> TASK INSTRUCTIONS
What you print must match the data line for line.

> DATA FOR THE TASK
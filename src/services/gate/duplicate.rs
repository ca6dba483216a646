//! Duplicate detection.
//!
//! Each rule contributes one OR-group over the contact fields its matching
//! bits select, windowed by client and the rule's duration. All surviving
//! groups run in a single first-row query.

use crate::Result;
use crate::models::{
    CacheRecord, Contact, ContactClient, DuplicateRule, MatchingFlags, ScopeFlags, non_empty,
    non_empty_title,
};
use crate::services::gate::builder::{FilterGroup, first_matching};
use crate::services::gate::phone::{PhoneNormalizer, usable_phone};
use crate::storage::predicate::Column;
use crate::storage::traits::CacheStore;
use chrono::{DateTime, Utc};

/// Builds the compound address match.
///
/// A street line alone is not matchable: `address1` plus a city or a zipcode
/// is required. Every other component is added only when non-empty.
fn address_group(contact: &Contact) -> Option<FilterGroup> {
    let address1 = non_empty_title(contact.address1.as_deref())?;
    let city = non_empty_title(contact.city.as_deref());
    let zipcode = non_empty_title(contact.zipcode.as_deref());
    if city.is_none() && zipcode.is_none() {
        return None;
    }

    let optional = [
        (Column::Address2, non_empty_title(contact.address2.as_deref())),
        (Column::City, city),
        (Column::State, non_empty_title(contact.state.as_deref())),
        (Column::Zipcode, zipcode),
        (Column::Country, non_empty_title(contact.country.as_deref())),
    ];
    Some(optional.into_iter().fold(
        FilterGroup::all().with_field(Column::Address1, address1),
        |group, (column, value)| match value {
            Some(value) => group.with_field(column, value),
            None => group,
        },
    ))
}

/// Builds the OR-group for one rule, without its window.
fn rule_fields<N: PhoneNormalizer + ?Sized>(
    rule: &DuplicateRule,
    contact: &Contact,
    client: &ContactClient,
    utm_source: Option<&str>,
    normalizer: &N,
) -> FilterGroup {
    let mut group = FilterGroup::any();

    if rule.matching.has_flag(MatchingFlags::EXPLICIT) {
        if let Some(id) = contact.id {
            group = group.with_field(Column::ContactId, id);
        }
    }
    if rule.matching.has_flag(MatchingFlags::EMAIL) {
        if let Some(email) = non_empty(contact.email.as_deref()) {
            group = group.with_field(Column::Email, email);
        }
    }
    if rule.matching.has_flag(MatchingFlags::PHONE) {
        if let Some(phone) = usable_phone(normalizer, contact.phone.as_deref()) {
            group = group.with_field(Column::Phone, phone);
        }
    }
    if rule.matching.has_flag(MatchingFlags::MOBILE) {
        if let Some(mobile) = usable_phone(normalizer, contact.mobile.as_deref()) {
            group = group.with_field(Column::Mobile, mobile);
        }
    }
    if rule.matching.has_flag(MatchingFlags::ADDRESS) {
        if let Some(address) = address_group(contact) {
            group = group.with_group(address);
        }
    }

    if rule.scope.has_flag(ScopeFlags::UTM_SOURCE) {
        if let Some(source) = non_empty(utm_source) {
            group = group.with_field(Column::UtmSource, source);
        }
    }
    if rule.scope.has_flag(ScopeFlags::CATEGORY) {
        if let Some(category) = client.category() {
            group = group.with_field(Column::CategoryId, category);
        }
    }

    group
}

/// Builds one windowed OR-group per rule that has a usable field.
///
/// Rules with nothing usable are skipped before their duration is parsed.
///
/// # Errors
///
/// Returns [`Error::InvalidDuration`](crate::Error::InvalidDuration) if a
/// contributing rule's duration is malformed.
pub fn duplicate_groups<N: PhoneNormalizer + ?Sized>(
    contact: &Contact,
    client: &ContactClient,
    rules: &[DuplicateRule],
    utm_source: Option<&str>,
    normalizer: &N,
    now: DateTime<Utc>,
) -> Result<Vec<FilterGroup>> {
    let mut groups = Vec::with_capacity(rules.len());
    for (index, rule) in rules.iter().enumerate() {
        let group = rule_fields(rule, contact, client, utm_source, normalizer);
        if group.has_no_fields() {
            tracing::debug!(rule.index = index, "duplicate rule has no usable fields, skipping");
            continue;
        }
        groups.push(group.with_window(client.id, rule.window_start(now)?));
    }
    Ok(groups)
}

/// Returns the first cached submission that duplicates `contact` under any rule.
///
/// # Errors
///
/// Returns an error if a duration is malformed or the store query fails.
pub fn find_duplicate<S, N>(
    store: &S,
    normalizer: &N,
    contact: &Contact,
    client: &ContactClient,
    rules: &[DuplicateRule],
    utm_source: Option<&str>,
    now: DateTime<Utc>,
) -> Result<Option<CacheRecord>>
where
    S: CacheStore + ?Sized,
    N: PhoneNormalizer + ?Sized,
{
    let groups = duplicate_groups(contact, client, rules, utm_source, normalizer, now)?;
    first_matching(store, &groups)
}
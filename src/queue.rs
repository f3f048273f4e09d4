//! Bucket priority queue for cell searches.
//!
//! Priorities are small non-negative integers (movement costs), so an
//! array of buckets indexed by priority beats a binary heap: O(1)
//! insert, and a minimum cursor that only ever advances amortizes the
//! scan for the next nonempty bucket. Each bucket is a singly linked
//! list threaded through the cells' `next_with_same_priority` field, so
//! no queue nodes are allocated.

use crate::cell::HexCell;

/// Priority queue over cell arena indices, keyed by
/// `HexCell::search_priority`. Ties dequeue in LIFO order because new
/// entries are pushed onto the bucket head.
#[derive(Debug)]
pub struct CellPriorityQueue {
    buckets: Vec<Option<usize>>,
    count: usize,
    minimum: usize,
}

impl Default for CellPriorityQueue {
    fn default() -> Self {
        Self::new()
    }
}

impl CellPriorityQueue {
    pub fn new() -> CellPriorityQueue {
        CellPriorityQueue {
            buckets: Vec::new(),
            count: 0,
            minimum: usize::MAX,
        }
    }

    pub fn count(&self) -> usize {
        self.count
    }

    /// Insert a cell at its current search priority.
    pub fn enqueue(&mut self, cells: &mut [HexCell], index: usize) {
        self.count += 1;
        let priority = cells[index].search_priority() as usize;
        if priority < self.minimum {
            self.minimum = priority;
        }
        while priority >= self.buckets.len() {
            self.buckets.push(None);
        }
        cells[index].next_with_same_priority = self.buckets[priority];
        self.buckets[priority] = Some(index);
    }

    /// Remove and return the lowest-priority cell, or `None` when the
    /// queue is exhausted.
    pub fn dequeue(&mut self, cells: &mut [HexCell]) -> Option<usize> {
        while self.minimum < self.buckets.len() {
            if let Some(index) = self.buckets[self.minimum] {
                self.count -= 1;
                self.buckets[self.minimum] = cells[index].next_with_same_priority;
                cells[index].next_with_same_priority = None;
                return Some(index);
            }
            self.minimum += 1;
        }
        None
    }

    /// Relocate a cell whose priority decreased. The cell is unlinked
    /// from its old bucket by traversal and enqueued at the new one.
    pub fn change(&mut self, cells: &mut [HexCell], index: usize, old_priority: i32) {
        let old_priority = old_priority as usize;
        let head = self.buckets[old_priority]
            .expect("changed cell must be in its old bucket");

        if head == index {
            self.buckets[old_priority] = cells[index].next_with_same_priority;
        } else {
            // Walk the chain to the entry linking to the changed cell.
            let mut current = head;
            while cells[current].next_with_same_priority != Some(index) {
                current = cells[current]
                    .next_with_same_priority
                    .expect("changed cell must be in its old bucket");
            }
            cells[current].next_with_same_priority = cells[index].next_with_same_priority;
        }
        cells[index].next_with_same_priority = None;
        // Re-enqueue at the new priority; the net count is unchanged.
        self.enqueue(cells, index);
        self.count -= 1;
    }

    pub fn clear(&mut self) {
        self.buckets.clear();
        self.count = 0;
        self.minimum = usize::MAX;
    }
}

> RESPONSE BELOW
filename src/services/gate/duplicate.rs
repository ca6dba483216a646
//! Duplicate detection.
//!
//! Each rule contributes one OR-group over the contact fields its matching
//! bits select, windowed by client and the rule's duration. All surviving
//! groups run in a single first-row query.

use crate::Result;
use crate::models::{
    CacheRecord, Contact, ContactClient, DuplicateRule, MatchingFlags, ScopeFlags, non_empty,
    non_empty_title,
};
use crate::services::gate::builder::{FilterGroup, first_matching};
use crate::services::gate::phone::{PhoneNormalizer, usable_phone};
use crate::storage::predicate::Column;
use crate::storage::traits::CacheStore;
use chrono::{DateTime, Utc};

/// Builds the compound address match.
///
/// A street line alone is not matchable: `address1` plus a city or a zipcode
/// is required. Every other component is added only when non-empty.
fn address_group(contact: &Contact) -> Option<FilterGroup> {
    let address1 = non_empty_title(contact.address1.as_deref())?;
    let city = non_empty_title(contact.city.as_deref());
    let zipcode = non_empty_title(contact.zipcode.as_deref());
    if city.is_none() && zipcode.is_none() {
        return None;
    }

    let optional = [
        (Column::Address2, non_empty_title(contact.address2.as_deref())),
        (Column::City, city),
        (Column::State, non_empty_title(contact.state.as_deref())),
        (Column::Zipcode, zipcode),
        (Column::Country, non_empty_title(contact.country.as_deref())),
    ];
    Some(optional.into_iter().fold(
        FilterGroup::all().with_field(Column::Address1, address1),
        |group, (column, value)| match value {
            Some(value) => group.with_field(column, value),
            None => group,
        },
    ))
}

/// Builds the OR-group for one rule, without its window.
fn rule_fields<N: PhoneNormalizer + ?Sized>(
    rule: &DuplicateRule,
    contact: &Contact,
    client: &ContactClient,
    utm_source: Option<&str>,
    normalizer: &N,
) -> FilterGroup {
    let mut group = FilterGroup::any();

    if rule.matching.has_flag(MatchingFlags::EXPLICIT) {
        if let Some(id) = contact.id {
            group = group.with_field(Column::ContactId, id);
        }
    }
    if rule.matching.has_flag(MatchingFlags::EMAIL) {
        if let Some(email) = non_empty(contact.email.as_deref()) {
            group = group.with_field(Column::Email, email);
        }
    }
    if rule.matching.has_flag(MatchingFlags::PHONE) {
        if let Some(phone) = usable_phone(normalizer, contact.phone.as_deref()) {
            group = group.with_field(Column::Phone, phone);
        }
    }
    if rule.matching.has_flag(MatchingFlags::MOBILE) {
        if let Some(mobile) = usable_phone(normalizer, contact.mobile.as_deref()) {
            group = group.with_field(Column::Mobile, mobile);
        }
    }
    if rule.matching.has_flag(MatchingFlags::ADDRESS) {
        if let Some(address) = address_group(contact) {
            group = group.with_group(address);
        }
    }

    if rule.scope.has_flag(ScopeFlags::UTM_SOURCE) {
        if let Some(source) = non_empty(utm_source) {
            group = group.with_field(Column::UtmSource, source);
        }
    }
    if rule.scope.has_flag(ScopeFlags::CATEGORY) {
        if let Some(category) = client.category() {
            group = group.with_field(Column::CategoryId, category);
        }
    }

    group
}

/// Builds one windowed OR-group per rule that has a usable field.
///
/// Rules with nothing usable are skipped before their duration is parsed.
///
/// # Errors
///
/// Returns [`Error::InvalidDuration`](crate::Error::InvalidDuration) if a
/// contributing rule's duration is malformed.
pub fn duplicate_groups<N: PhoneNormalizer + ?Sized>(
    contact: &Contact,
    client: &ContactClient,
    rules: &[DuplicateRule],
    utm_source: Option<&str>,
    normalizer: &N,
    now: DateTime<Utc>,
) -> Result<Vec<FilterGroup>> {
    let mut groups = Vec::with_capacity(rules.len());
    for (index, rule) in rules.iter().enumerate() {
        let group = rule_fields(rule, contact, client, utm_source, normalizer);
        if group.has_no_fields() {
            tracing::debug!(rule.index = index, "duplicate rule has no usable fields, skipping");
            continue;
        }
        groups.push(group.with_window(client.id, rule.window_start(now)?));
    }
    Ok(groups)
}

/// Returns the first cached submission that duplicates `contact` under any rule.
///
/// # Errors
///
/// Returns an error if a duration is malformed or the store query fails.
pub fn find_duplicate<S, N>(
    store: &S,
    normalizer: &N,
    contact: &Contact,
    client: &ContactClient,
    rules: &[DuplicateRule],
    utm_source: Option<&str>,
    now: DateTime<Utc>,
) -> Result<Option<CacheRecord>>
where
    S: CacheStore + ?Sized,
    N: PhoneNormalizer + ?Sized,
{
    let groups = duplicate_groups(contact, client, rules, utm_source, normalizer, now)?;
    first_matching(store, &groups)
}
filename src/queue.rs
repository f3f048273f4e09d4
//! Bucket priority queue for cell searches.
//!
//! Priorities are small non-negative integers (movement costs), so an
//! array of buckets indexed by priority beats a binary heap: O(1)
//! insert, and a minimum cursor that only ever advances amortizes the
//! scan for the next nonempty bucket. Each bucket is a singly linked
//! list threaded through the cells' `next_with_same_priority` field, so
//! no queue nodes are allocated.

use crate::cell::HexCell;

/// Priority queue over cell arena indices, keyed by
/// `HexCell::search_priority`. Ties dequeue in LIFO order because new
/// entries are pushed onto the bucket head.
#[derive(Debug)]
pub struct CellPriorityQueue {
    buckets: Vec<Option<usize>>,
    count: usize,
    minimum: usize,
}

impl Default for CellPriorityQueue {
    fn default() -> Self {
        Self::new()
    }
}

impl CellPriorityQueue {
    pub fn new() -> CellPriorityQueue {
        CellPriorityQueue {
            buckets: Vec::new(),
            count: 0,
            minimum: usize::MAX,
        }
    }

    pub fn count(&self) -> usize {
        self.count
    }

    /// Insert a cell at its current search priority.
    pub fn enqueue(&mut self, cells: &mut [HexCell], index: usize) {
        self.count += 1;
        let priority = cells[index].search_priority() as usize;
        if priority < self.minimum {
            self.minimum = priority;
        }
        while priority >= self.buckets.len() {
            self.buckets.push(None);
        }
        cells[index].next_with_same_priority = self.buckets[priority];
        self.buckets[priority] = Some(index);
    }

    /// Remove and return the lowest-priority cell, or `None` when the
    /// queue is exhausted.
    pub fn dequeue(&mut self, cells: &mut [HexCell]) -> Option<usize> {
        while self.minimum < self.buckets.len() {
            if let Some(index) = self.buckets[self.minimum] {
                self.count -= 1;
                self.buckets[self.minimum] = cells[index].next_with_same_priority;
                cells[index].next_with_same_priority = None;
                return Some(index);
            }
            self.minimum += 1;
        }
        None
    }

    /// Relocate a cell whose priority decreased. The cell is unlinked
    /// from its old bucket by traversal and enqueued at the new one.
    pub fn change(&mut self, cells: &mut [HexCell], index: usize, old_priority: i32) {
        let old_priority = old_priority as usize;
        let head = self.buckets[old_priority]
            .expect("changed cell must be in its old bucket");

        if head == index {
            self.buckets[old_priority] = cells[index].next_with_same_priority;
        } else {
            // Walk the chain to the entry linking to the changed cell.
            let mut current = head;
            while cells[current].next_with_same_priority != Some(index) {
                current = cells[current]
                    .next_with_same_priority
                    .expect("changed cell must be in its old bucket");
            }
            cells[current].next_with_same_priority = cells[index].next_with_same_priority;
        }
        cells[index].next_with_same_priority = None;
        // Re-enqueue at the new priority; the net count is unchanged.
        self.enqueue(cells, index);
        self.count -= 1;
    }

    pub fn clear(&mut self) {
        self.buckets.clear();
        self.count = 0;
        self.minimum = usize::MAX;
    }
}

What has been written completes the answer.